Repeat verbatim, and only, the lines of the data below, beginning at the line that contains "impl Default for" and stopping after the line that contains "assert_eq!(policy.backoff(2), Duration::from_millis(400));".
[Source information Boundary: Start]
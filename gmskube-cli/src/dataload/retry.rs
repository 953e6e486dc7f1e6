use std::time::Duration;

use reqwest::{RequestBuilder, Response, StatusCode};
use tracing::debug;

/// Retries applied to every request sent to the loader service
#[derive(Debug, Clone, Copy, PartialEq, Eq)]
pub struct RetryPolicy {
    pub max_retries: u32,
    pub backoff_factor: Duration,
    pub max_backoff: Duration,
}

impl Default for RetryPolicy {
    fn default() -> Self {
        Self {
            max_retries: 20,
            backoff_factor: Duration::from_millis(200),
            max_backoff: Duration::from_secs(120),
        }
    }
}

impl RetryPolicy {
    /// Delay before retry number `retry` (1-based). The first retry is
    /// immediate, later ones double from `2 * backoff_factor`.
    pub fn backoff(&self, retry: u32) -> Duration {
        if retry <= 1 {
            return Duration::ZERO;
        }
        let exponent = (retry - 1).min(31);
        self.backoff_factor
            .saturating_mul(1_u32 << exponent)
            .min(self.max_backoff)
    }

    /// Send the request built by `build`, retrying on 404 and on connection
    /// failures. The request is rebuilt for every attempt; after the last
    /// retry the final response or error is returned as is.
    pub async fn send<F>(&self, mut build: F) -> Result<Response, reqwest::Error>
    where
        F: FnMut() -> RequestBuilder,
    {
        let mut retry = 0;
        loop {
            match build().send().await {
                Ok(response) if response.status() == StatusCode::NOT_FOUND && retry < self.max_retries => {
                    debug!("{} returned 404, retrying", response.url());
                }
                Ok(response) => return Ok(response),
                Err(e) if is_retryable(&e) && retry < self.max_retries => {
                    debug!("Request failed, retrying: {e}");
                }
                Err(e) => return Err(e),
            }
            retry += 1;
            tokio::time::sleep(self.backoff(retry)).await;
        }
    }
}

fn is_retryable(err: &reqwest::Error) -> bool {
    err.is_connect() || err.is_timeout()
}

#[cfg(test)]
mod tests {
    use super::*;

    #[test]
    fn test_backoff_schedule() {
        let policy = RetryPolicy::default();
        assert_eq!(policy.backoff(1), Duration::ZERO);
        assert_eq!(policy.backoff(2), Duration::from_millis(400));
        assert_eq!(policy.backoff(3), Duration::from_millis(800));
        assert_eq!(policy.backoff(4), Duration::from_millis(1600));
        assert_eq!(policy.backoff(10), Duration::from_secs(102) + Duration::from_millis(400));
        assert_eq!(policy.backoff(11), Duration::from_secs(120));
        assert_eq!(policy.backoff(20), Duration::from_secs(120));
    }
}
//! Ingress routes of an instance, as the URLs an operator would open.

use crate::cluster::RouteRule;
use crate::listing::render_table;

/// Regex residue left at the end of ingress paths such as `/loader(/|$)(.*)`
const PATH_PATTERN_TAIL: &[char] = &['(', ')', '$', '.', '*', '|', '/'];

/// One line of `gmskube ingress`
#[derive(Debug, Clone, PartialEq, Eq)]
pub struct IngressRoute {
    pub service: String,
    pub url: String,
}

impl IngressRoute {
    /// Virtual service prefixes are used as is. Ingress paths are
    /// patterns, so their trailing capture groups are dropped.
    pub fn from_rule(rule: &RouteRule, port: &str, istio: bool) -> Self {
        let mut path = rule.path.trim_matches('/');
        if !istio {
            path = path.trim_end_matches(PATH_PATTERN_TAIL);
        }

        Self {
            service: rule.service.clone(),
            url: format!("https://{}:{port}/{path}", rule.host),
        }
    }
}

pub fn render_routes(routes: &[IngressRoute]) -> String {
    let rows: Vec<[&str; 2]> = routes
        .iter()
        .map(|r| [r.service.as_str(), r.url.as_str()])
        .collect();
    render_table(["SERVICE", "URL"], &rows)
}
[Source information Boundary: End]
**Answer to this problem:**
impl Default for RetryPolicy {
    fn default() -> Self {
        Self {
            max_retries: 20,
            backoff_factor: Duration::from_millis(200),
            max_backoff: Duration::from_secs(120),
        }
    }
}

impl RetryPolicy {
    /// Delay before retry number `retry` (1-based). The first retry is
    /// immediate, later ones double from `2 * backoff_factor`.
    pub fn backoff(&self, retry: u32) -> Duration {
        if retry <= 1 {
            return Duration::ZERO;
        }
        let exponent = (retry - 1).min(31);
        self.backoff_factor
            .saturating_mul(1_u32 << exponent)
            .min(self.max_backoff)
    }

    /// Send the request built by `build`, retrying on 404 and on connection
    /// failures. The request is rebuilt for every attempt; after the last
    /// retry the final response or error is returned as is.
    pub async fn send<F>(&self, mut build: F) -> Result<Response, reqwest::Error>
    where
        F: FnMut() -> RequestBuilder,
    {
        let mut retry = 0;
        loop {
            match build().send().await {
                Ok(response) if response.status() == StatusCode::NOT_FOUND && retry < self.max_retries => {
                    debug!("{} returned 404, retrying", response.url());
                }
                Ok(response) => return Ok(response),
                Err(e) if is_retryable(&e) && retry < self.max_retries => {
                    debug!("Request failed, retrying: {e}");
                }
                Err(e) => return Err(e),
            }
            retry += 1;
            tokio::time::sleep(self.backoff(retry)).await;
        }
    }
}

fn is_retryable(err: &reqwest::Error) -> bool {
    err.is_connect() || err.is_timeout()
}

#[cfg(test)]
mod tests {
    use super::*;

    #[test]
    fn test_backoff_schedule() {
        let policy = RetryPolicy::default();
        assert_eq!(policy.backoff(1), Duration::ZERO);
        assert_eq!(policy.backoff(2), Duration::from_millis(400));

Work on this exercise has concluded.